**WHAT YOU WILL DO**
Each line of the data below that includes the string "CacheConfig" must be copied.

**THE DATA**

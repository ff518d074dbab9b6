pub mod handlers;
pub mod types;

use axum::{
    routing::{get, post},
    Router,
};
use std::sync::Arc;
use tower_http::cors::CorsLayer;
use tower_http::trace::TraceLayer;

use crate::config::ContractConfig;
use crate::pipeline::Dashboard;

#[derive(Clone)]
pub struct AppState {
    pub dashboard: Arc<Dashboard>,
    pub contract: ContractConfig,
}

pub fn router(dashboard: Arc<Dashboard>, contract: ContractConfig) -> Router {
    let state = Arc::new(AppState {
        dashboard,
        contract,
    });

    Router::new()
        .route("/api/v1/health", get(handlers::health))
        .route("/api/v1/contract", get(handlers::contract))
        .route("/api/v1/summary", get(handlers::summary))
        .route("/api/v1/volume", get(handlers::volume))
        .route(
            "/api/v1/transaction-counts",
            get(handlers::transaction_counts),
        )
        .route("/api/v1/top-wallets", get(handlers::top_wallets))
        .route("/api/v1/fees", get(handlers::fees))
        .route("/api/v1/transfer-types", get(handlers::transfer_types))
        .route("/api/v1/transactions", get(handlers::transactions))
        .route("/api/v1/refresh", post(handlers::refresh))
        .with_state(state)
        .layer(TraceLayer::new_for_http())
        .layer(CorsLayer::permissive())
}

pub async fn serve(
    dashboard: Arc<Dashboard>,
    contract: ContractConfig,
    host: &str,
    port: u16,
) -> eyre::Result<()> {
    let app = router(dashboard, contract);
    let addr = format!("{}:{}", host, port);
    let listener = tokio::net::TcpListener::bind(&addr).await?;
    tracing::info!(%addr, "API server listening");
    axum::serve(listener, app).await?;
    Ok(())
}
...
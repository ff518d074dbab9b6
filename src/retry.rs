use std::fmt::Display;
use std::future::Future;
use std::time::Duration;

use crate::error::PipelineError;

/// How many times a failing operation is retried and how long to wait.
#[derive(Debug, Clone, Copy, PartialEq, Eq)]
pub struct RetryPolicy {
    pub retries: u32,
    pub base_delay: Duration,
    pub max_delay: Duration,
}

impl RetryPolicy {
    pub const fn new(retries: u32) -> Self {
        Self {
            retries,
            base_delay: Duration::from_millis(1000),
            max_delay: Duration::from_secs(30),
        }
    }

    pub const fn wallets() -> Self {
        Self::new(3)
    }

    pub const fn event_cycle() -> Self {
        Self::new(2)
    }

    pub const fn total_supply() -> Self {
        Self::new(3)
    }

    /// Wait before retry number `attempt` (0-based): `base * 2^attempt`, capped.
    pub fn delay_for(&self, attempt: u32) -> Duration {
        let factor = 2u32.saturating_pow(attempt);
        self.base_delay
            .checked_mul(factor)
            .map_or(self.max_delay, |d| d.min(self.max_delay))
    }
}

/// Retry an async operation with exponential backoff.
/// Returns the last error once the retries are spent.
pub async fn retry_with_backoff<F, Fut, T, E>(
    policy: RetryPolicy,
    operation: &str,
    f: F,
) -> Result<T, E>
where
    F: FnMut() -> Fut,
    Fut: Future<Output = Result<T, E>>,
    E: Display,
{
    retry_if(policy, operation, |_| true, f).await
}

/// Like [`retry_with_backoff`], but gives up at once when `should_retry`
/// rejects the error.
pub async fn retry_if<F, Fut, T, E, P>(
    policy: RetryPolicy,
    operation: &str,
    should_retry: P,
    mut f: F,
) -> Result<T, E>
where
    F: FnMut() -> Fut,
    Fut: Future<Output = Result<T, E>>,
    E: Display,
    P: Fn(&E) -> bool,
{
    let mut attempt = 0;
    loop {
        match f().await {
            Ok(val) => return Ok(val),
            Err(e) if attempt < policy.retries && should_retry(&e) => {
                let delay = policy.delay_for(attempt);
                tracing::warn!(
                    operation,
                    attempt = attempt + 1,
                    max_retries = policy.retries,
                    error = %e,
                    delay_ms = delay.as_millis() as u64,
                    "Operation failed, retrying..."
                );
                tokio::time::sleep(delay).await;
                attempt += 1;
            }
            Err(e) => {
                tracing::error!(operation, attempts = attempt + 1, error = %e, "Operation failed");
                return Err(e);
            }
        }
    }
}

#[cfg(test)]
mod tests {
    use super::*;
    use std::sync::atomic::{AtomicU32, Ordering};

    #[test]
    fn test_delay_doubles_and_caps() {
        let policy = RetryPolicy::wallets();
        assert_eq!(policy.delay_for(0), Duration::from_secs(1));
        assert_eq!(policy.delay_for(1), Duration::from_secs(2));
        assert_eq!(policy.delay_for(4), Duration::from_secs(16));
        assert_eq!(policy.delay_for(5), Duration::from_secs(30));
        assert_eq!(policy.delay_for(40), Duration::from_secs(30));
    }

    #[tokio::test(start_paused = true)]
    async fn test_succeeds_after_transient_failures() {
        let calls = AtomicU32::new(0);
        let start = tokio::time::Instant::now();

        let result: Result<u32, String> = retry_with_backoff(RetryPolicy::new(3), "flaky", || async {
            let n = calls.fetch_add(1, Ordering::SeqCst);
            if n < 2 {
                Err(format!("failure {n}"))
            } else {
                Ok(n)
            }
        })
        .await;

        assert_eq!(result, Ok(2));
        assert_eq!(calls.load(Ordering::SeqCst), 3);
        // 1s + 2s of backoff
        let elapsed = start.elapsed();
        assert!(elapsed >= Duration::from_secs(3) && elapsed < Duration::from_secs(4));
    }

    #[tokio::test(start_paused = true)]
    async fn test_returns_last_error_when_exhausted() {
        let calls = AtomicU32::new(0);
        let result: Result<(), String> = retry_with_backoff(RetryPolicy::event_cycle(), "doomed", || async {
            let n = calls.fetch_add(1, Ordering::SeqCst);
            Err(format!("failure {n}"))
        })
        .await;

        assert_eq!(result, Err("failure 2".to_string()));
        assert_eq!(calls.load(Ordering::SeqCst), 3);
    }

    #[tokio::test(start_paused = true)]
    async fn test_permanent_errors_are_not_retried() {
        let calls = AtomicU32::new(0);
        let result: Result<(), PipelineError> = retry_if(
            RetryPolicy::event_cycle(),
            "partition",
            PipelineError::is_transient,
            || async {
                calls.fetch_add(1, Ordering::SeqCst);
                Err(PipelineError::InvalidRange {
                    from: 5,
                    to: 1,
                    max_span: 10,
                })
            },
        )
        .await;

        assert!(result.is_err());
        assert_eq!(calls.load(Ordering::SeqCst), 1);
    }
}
--
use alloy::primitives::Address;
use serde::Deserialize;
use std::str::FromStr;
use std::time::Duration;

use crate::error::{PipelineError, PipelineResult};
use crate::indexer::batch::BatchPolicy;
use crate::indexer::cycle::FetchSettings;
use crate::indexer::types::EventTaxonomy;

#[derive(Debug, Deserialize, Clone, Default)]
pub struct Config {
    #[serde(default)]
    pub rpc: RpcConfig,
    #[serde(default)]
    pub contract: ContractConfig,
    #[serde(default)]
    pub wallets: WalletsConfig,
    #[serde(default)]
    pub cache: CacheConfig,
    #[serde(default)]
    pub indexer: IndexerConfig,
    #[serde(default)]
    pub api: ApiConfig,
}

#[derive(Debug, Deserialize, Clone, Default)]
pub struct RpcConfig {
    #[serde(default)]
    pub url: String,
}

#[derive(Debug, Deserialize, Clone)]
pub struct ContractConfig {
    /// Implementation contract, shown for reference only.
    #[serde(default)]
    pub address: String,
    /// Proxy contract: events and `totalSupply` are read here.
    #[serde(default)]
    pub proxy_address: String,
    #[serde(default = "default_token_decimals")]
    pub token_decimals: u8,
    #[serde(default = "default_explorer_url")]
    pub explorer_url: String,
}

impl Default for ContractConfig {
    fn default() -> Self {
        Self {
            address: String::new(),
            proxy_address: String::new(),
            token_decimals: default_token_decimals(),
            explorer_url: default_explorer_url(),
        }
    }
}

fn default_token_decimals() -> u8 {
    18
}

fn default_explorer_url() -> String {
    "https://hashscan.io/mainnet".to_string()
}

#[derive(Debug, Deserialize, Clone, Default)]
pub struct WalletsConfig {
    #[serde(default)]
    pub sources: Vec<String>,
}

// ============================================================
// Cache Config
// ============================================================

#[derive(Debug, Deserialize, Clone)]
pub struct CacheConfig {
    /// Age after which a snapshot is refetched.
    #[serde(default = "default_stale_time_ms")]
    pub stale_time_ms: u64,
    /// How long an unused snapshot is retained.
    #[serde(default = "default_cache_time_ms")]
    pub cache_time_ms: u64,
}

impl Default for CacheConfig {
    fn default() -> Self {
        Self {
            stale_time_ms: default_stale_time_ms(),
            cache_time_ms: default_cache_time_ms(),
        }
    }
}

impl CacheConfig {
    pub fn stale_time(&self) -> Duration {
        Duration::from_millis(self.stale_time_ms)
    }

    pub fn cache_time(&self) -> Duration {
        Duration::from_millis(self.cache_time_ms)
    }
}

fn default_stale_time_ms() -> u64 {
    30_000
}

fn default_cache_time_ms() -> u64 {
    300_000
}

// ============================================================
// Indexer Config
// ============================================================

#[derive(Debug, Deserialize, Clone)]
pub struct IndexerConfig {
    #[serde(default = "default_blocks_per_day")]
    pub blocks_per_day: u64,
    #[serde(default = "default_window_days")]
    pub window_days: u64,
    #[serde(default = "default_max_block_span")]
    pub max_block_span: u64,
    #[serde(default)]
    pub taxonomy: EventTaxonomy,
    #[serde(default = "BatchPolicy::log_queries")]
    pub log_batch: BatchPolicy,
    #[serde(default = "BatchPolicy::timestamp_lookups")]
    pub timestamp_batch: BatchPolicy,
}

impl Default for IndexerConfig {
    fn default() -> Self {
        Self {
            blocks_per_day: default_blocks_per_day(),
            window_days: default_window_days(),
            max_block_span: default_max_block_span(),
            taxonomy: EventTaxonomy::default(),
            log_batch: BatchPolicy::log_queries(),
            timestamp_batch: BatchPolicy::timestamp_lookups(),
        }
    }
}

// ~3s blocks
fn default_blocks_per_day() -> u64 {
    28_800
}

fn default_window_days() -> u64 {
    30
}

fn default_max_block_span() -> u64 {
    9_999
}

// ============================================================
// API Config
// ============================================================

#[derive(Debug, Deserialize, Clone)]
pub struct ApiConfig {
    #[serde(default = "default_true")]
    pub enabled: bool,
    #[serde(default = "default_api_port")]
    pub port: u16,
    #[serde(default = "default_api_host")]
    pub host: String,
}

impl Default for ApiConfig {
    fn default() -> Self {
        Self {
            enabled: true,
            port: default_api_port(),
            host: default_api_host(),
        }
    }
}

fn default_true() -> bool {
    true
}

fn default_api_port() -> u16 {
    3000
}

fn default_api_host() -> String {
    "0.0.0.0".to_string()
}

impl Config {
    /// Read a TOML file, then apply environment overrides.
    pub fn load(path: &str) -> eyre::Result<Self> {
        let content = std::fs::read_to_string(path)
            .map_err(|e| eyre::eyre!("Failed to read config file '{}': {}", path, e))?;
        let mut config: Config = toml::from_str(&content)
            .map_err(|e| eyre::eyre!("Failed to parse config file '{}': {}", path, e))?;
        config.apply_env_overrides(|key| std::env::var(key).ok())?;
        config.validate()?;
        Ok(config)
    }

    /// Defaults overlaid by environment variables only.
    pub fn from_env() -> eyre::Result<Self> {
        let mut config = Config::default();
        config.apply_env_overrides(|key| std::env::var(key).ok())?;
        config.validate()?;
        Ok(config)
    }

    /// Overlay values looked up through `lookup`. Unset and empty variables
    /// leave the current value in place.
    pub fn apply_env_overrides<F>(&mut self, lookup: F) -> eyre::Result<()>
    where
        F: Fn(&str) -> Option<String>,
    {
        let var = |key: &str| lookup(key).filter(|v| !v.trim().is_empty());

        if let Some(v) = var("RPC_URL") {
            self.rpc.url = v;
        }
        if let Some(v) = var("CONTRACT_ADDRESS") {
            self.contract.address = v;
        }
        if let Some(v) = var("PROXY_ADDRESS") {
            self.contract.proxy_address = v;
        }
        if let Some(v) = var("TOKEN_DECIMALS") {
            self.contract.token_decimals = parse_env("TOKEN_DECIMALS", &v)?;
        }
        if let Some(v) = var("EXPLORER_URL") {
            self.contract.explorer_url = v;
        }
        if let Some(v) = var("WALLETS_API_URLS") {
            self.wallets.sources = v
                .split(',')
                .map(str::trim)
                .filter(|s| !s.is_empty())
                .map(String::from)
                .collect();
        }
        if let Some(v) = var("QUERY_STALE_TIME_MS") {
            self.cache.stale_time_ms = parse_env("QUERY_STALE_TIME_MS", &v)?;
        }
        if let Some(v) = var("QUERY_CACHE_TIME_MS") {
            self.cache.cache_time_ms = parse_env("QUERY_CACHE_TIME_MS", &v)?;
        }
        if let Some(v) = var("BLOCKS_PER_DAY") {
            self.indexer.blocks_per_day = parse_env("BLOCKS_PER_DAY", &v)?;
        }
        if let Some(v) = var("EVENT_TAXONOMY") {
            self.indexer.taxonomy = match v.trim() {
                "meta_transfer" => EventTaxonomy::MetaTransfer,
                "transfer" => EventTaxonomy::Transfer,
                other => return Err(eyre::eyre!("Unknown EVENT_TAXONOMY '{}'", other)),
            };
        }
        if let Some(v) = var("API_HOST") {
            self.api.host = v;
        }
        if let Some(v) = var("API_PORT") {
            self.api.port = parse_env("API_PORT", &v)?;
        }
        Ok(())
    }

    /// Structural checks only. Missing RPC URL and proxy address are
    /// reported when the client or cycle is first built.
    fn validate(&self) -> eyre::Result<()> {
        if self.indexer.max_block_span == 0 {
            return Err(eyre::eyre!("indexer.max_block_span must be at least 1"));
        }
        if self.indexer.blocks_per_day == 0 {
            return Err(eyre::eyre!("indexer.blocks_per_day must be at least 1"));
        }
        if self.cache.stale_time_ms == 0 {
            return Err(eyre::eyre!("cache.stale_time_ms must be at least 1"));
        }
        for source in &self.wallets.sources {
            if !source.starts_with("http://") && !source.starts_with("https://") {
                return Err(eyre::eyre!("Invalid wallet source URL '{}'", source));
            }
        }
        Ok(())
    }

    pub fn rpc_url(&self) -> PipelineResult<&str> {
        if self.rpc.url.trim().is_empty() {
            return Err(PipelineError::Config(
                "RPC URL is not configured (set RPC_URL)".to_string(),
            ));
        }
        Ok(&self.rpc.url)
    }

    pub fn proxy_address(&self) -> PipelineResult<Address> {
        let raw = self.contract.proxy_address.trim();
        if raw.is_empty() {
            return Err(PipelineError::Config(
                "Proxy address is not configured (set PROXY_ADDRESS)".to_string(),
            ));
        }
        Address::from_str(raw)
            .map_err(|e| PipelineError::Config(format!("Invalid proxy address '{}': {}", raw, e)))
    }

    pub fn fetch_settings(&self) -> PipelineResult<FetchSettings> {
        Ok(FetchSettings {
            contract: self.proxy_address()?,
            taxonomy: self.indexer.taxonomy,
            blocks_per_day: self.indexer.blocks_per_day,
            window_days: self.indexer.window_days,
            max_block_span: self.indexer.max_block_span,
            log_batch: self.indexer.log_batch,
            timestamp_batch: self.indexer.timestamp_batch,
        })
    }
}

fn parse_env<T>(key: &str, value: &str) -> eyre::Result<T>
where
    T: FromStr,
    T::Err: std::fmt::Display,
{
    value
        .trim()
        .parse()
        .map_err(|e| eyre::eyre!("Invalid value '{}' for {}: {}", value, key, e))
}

**ANSWER**
    pub cache: CacheConfig,
pub struct CacheConfig {
impl Default for CacheConfig {
impl CacheConfig {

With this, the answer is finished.